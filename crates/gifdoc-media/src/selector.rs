//! Clip window selection.
//!
//! Three selection paths share one geometric primitive, [`fit_window`]:
//! anchored search around a transcript timestamp, deterministic
//! fallback, and transcript-independent candidate-pool detection.
//! Whatever path runs, the caller gets exactly one window per line.

use tracing::debug;

use gifdoc_models::{ChangeScore, ClipSource, ClipWindow, LineDiagnostic, SelectionMode};

use crate::config::DetectorConfig;
use crate::sampler::FrameSample;

/// Place a window of `len` seconds centered on `center` inside
/// `[0, duration]`.
///
/// The window is shifted into bounds rather than shortened; it only
/// shrinks when the video itself is shorter than `len`.
pub fn fit_window(center: f64, len: f64, duration: f64) -> (f64, f64) {
    if duration <= len {
        return (0.0, duration.max(0.0));
    }
    let mut start = center - len / 2.0;
    if start < 0.0 {
        start = 0.0;
    } else if start + len > duration {
        start = duration - len;
    }
    (start, start + len)
}

/// One anchored-search candidate, kept for tie-breaking.
struct Candidate {
    start: f64,
    end: f64,
    aggregate: f64,
    ocr_bonus: f64,
    peak: f64,
}

/// Selects clip windows from scored frame sequences.
#[derive(Debug, Clone)]
pub struct EventClipSelector {
    search_pad_secs: f64,
    min_clip_secs: f64,
    target_clip_secs: f64,
    ocr_bonus: f64,
    peak_threshold: f64,
}

impl EventClipSelector {
    pub fn new(config: &DetectorConfig) -> Self {
        Self {
            search_pad_secs: config.search_pad_secs,
            min_clip_secs: config.min_clip_secs,
            target_clip_secs: config.target_clip(),
            ocr_bonus: config.ocr_bonus,
            peak_threshold: config.peak_threshold,
        }
    }

    /// Deterministic signal-free window centered on the line midpoint.
    ///
    /// Pure arithmetic; always yields a window, even when the video is
    /// shorter than the target length.
    pub fn fallback_window(&self, midpoint: f64, video_duration: f64) -> ClipWindow {
        let (start, end) = fit_window(midpoint, self.target_clip_secs, video_duration);
        ClipWindow::new(start, end, 0.0, ClipSource::FallbackUniform)
    }

    /// Pick the best-scoring window near a line's midpoint.
    ///
    /// Falls back to [`Self::fallback_window`] when the search band
    /// carries no scores or is shorter than the minimum clip length.
    pub fn select_anchored(
        &self,
        line_index: usize,
        midpoint: f64,
        scores: &[ChangeScore],
        frames: &[FrameSample],
        video_duration: f64,
    ) -> (ClipWindow, LineDiagnostic) {
        let search_start = (midpoint - self.search_pad_secs).max(0.0);
        let search_end = (midpoint + self.search_pad_secs).min(video_duration);

        let in_band: Vec<&ChangeScore> = scores
            .iter()
            .filter(|s| s.timestamp >= search_start && s.timestamp <= search_end)
            .collect();

        if in_band.is_empty() || search_end - search_start < self.min_clip_secs {
            debug!(
                line_index,
                scores = in_band.len(),
                "No usable signal in search band, taking fallback window"
            );
            let window = self.fallback_window(midpoint, video_duration);
            let diagnostic = LineDiagnostic {
                line_index,
                mode: SelectionMode::Fallback,
                search_start,
                search_end,
                aggregate_score: 0.0,
                ocr_bonus: 0.0,
                compatibility: None,
            };
            return (window, diagnostic);
        }

        let mut best: Option<Candidate> = None;
        for anchor in &in_band {
            let (start, end) = fit_window(anchor.timestamp, self.target_clip_secs, video_duration);
            let candidate = self.evaluate(start, end, scores, frames);
            let better = match &best {
                None => true,
                Some(current) => Self::beats(&candidate, current, midpoint),
            };
            if better {
                best = Some(candidate);
            }
        }

        // in_band is non-empty, so a candidate always exists
        let winner = match best {
            Some(c) => c,
            None => {
                let window = self.fallback_window(midpoint, video_duration);
                return (
                    window,
                    LineDiagnostic {
                        line_index,
                        mode: SelectionMode::Fallback,
                        search_start,
                        search_end,
                        aggregate_score: 0.0,
                        ocr_bonus: 0.0,
                        compatibility: None,
                    },
                );
            }
        };

        let window = ClipWindow::new(
            winner.start,
            winner.end,
            winner.peak,
            ClipSource::TranscriptAnchored,
        );
        let diagnostic = LineDiagnostic {
            line_index,
            mode: SelectionMode::Anchored,
            search_start,
            search_end,
            aggregate_score: winner.aggregate,
            ocr_bonus: winner.ocr_bonus,
            compatibility: None,
        };
        (window, diagnostic)
    }

    /// Detect transcript-independent candidate windows at local score
    /// maxima above the peak threshold.
    ///
    /// Overlapping candidates (≥ 50% overlap) are deduplicated in
    /// favor of the higher peak. Output is sorted by start time.
    pub fn detect_candidate_pool(
        &self,
        scores: &[ChangeScore],
        video_duration: f64,
    ) -> Vec<ClipWindow> {
        let mut peaks: Vec<&ChangeScore> = Vec::new();
        for (i, s) in scores.iter().enumerate() {
            if s.score <= self.peak_threshold {
                continue;
            }
            let rises = i == 0 || scores[i - 1].score < s.score;
            let falls = i + 1 == scores.len() || scores[i + 1].score <= s.score;
            if rises && falls {
                peaks.push(s);
            }
        }

        // Higher peaks claim their neighborhood first
        peaks.sort_by(|a, b| {
            b.score
                .partial_cmp(&a.score)
                .unwrap_or(std::cmp::Ordering::Equal)
                .then(
                    a.timestamp
                        .partial_cmp(&b.timestamp)
                        .unwrap_or(std::cmp::Ordering::Equal),
                )
        });

        let mut pool: Vec<ClipWindow> = Vec::new();
        for peak in peaks {
            let (start, end) = fit_window(peak.timestamp, self.target_clip_secs, video_duration);
            let window = ClipWindow::new(start, end, peak.score, ClipSource::MotionDetected);
            if pool.iter().all(|kept| kept.overlap_fraction(&window) < 0.5) {
                pool.push(window);
            }
        }

        pool.sort_by(|a, b| {
            a.start_secs
                .partial_cmp(&b.start_secs)
                .unwrap_or(std::cmp::Ordering::Equal)
        });
        pool
    }

    fn evaluate(
        &self,
        start: f64,
        end: f64,
        scores: &[ChangeScore],
        frames: &[FrameSample],
    ) -> Candidate {
        let mut aggregate = 0.0;
        let mut peak = 0.0_f64;
        for s in scores {
            if s.timestamp >= start && s.timestamp <= end {
                aggregate += s.score;
                peak = peak.max(s.score);
            }
        }

        let flagged = frames
            .iter()
            .filter(|f| {
                f.timestamp >= start
                    && f.timestamp <= end
                    && f.ocr_text.as_deref().is_some_and(|t| !t.trim().is_empty())
            })
            .count();
        let ocr_bonus = self.ocr_bonus * flagged as f64;

        Candidate {
            start,
            end,
            aggregate: aggregate + ocr_bonus,
            ocr_bonus,
            peak,
        }
    }

    /// Candidate ordering: aggregate score, then proximity to the line
    /// midpoint, then earlier start.
    fn beats(candidate: &Candidate, current: &Candidate, midpoint: f64) -> bool {
        if (candidate.aggregate - current.aggregate).abs() > 1e-9 {
            return candidate.aggregate > current.aggregate;
        }
        let cand_dist = ((candidate.start + candidate.end) / 2.0 - midpoint).abs();
        let curr_dist = ((current.start + current.end) / 2.0 - midpoint).abs();
        if (cand_dist - curr_dist).abs() > 1e-9 {
            return cand_dist < curr_dist;
        }
        candidate.start < current.start
    }
}
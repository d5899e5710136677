//! Shared data models for the gifdoc pipeline.
//!
//! This crate provides Serde-serializable types for:
//! - Transcript lines and instructional steps
//! - Clip windows and change scores
//! - Per-line selection diagnostics and warnings
//! - Jobs and job state
//! - Video metadata and pre-flight validation

pub mod clip;
pub mod diagnostics;
pub mod job;
pub mod timestamp;
pub mod transcript;
pub mod video;

// Re-export common types
pub use clip::{ChangeScore, ClipSource, ClipWindow, ScoreComponents};
pub use diagnostics::{
    AlignedStep, LineDiagnostic, SelectionMode, StepArtifact, StepWarning, WarningKind,
};
pub use job::{JobId, JobRecord, JobState};
pub use timestamp::{format_seconds, parse_timestamp, TimestampError, MAX_VIDEO_DURATION_SECS};
pub use transcript::TranscriptLine;
pub use video::{VideoFormat, VideoMetadata, VideoValidationError};
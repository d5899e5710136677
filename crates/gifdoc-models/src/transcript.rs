//! Transcript line model.

use serde::{Deserialize, Serialize};

/// One timestamped transcript line.
///
/// Lines arrive ordered by `start_secs` from the ASR/classifier
/// collaborator. Non-instructional lines (greetings, closings) are
/// filtered out before the detection core ever sees them.
#[derive(Debug, Clone, PartialEq, Serialize, Deserialize)]
pub struct TranscriptLine {
    /// Zero-based position within the transcript
    pub index: usize,

    /// Cue start in seconds
    pub start_secs: f64,

    /// Cue end in seconds
    pub end_secs: f64,

    /// Spoken text
    pub text: String,

    /// Whether the line describes an instructional step
    pub is_instructional: bool,
}

impl TranscriptLine {
    /// Create a line, clamping a reversed end time up to the start.
    pub fn new(index: usize, start_secs: f64, end_secs: f64, text: impl Into<String>) -> Self {
        Self {
            index,
            start_secs,
            end_secs: end_secs.max(start_secs),
            text: text.into(),
            is_instructional: true,
        }
    }

    /// Mark the line as non-instructional.
    pub fn non_instructional(mut self) -> Self {
        self.is_instructional = false;
        self
    }

    /// Temporal midpoint of the cue.
    pub fn midpoint(&self) -> f64 {
        (self.start_secs + self.end_secs) / 2.0
    }

    /// Cue duration in seconds.
    pub fn duration(&self) -> f64 {
        self.end_secs - self.start_secs
    }
}

#[cfg(test)]
mod tests {
    use super::*;

    #[test]
    fn test_midpoint_and_duration() {
        let line = TranscriptLine::new(0, 10.0, 14.0, "Whisk the eggs");
        assert_eq!(line.midpoint(), 12.0);
        assert_eq!(line.duration(), 4.0);
        assert!(line.is_instructional);
    }

    #[test]
    fn test_reversed_end_clamped() {
        let line = TranscriptLine::new(1, 8.0, 5.0, "bad cue");
        assert_eq!(line.end_secs, 8.0);
        assert_eq!(line.duration(), 0.0);
    }

    #[test]
    fn test_non_instructional() {
        let line = TranscriptLine::new(0, 0.0, 2.0, "hey everyone").non_instructional();
        assert!(!line.is_instructional);
    }
}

| Work required |
Wherever the word "centered" appears in the listing above, copy the whole line.

| Reply |
/// Place a window of `len` seconds centered on `center` inside
    /// Deterministic signal-free window centered on the line midpoint.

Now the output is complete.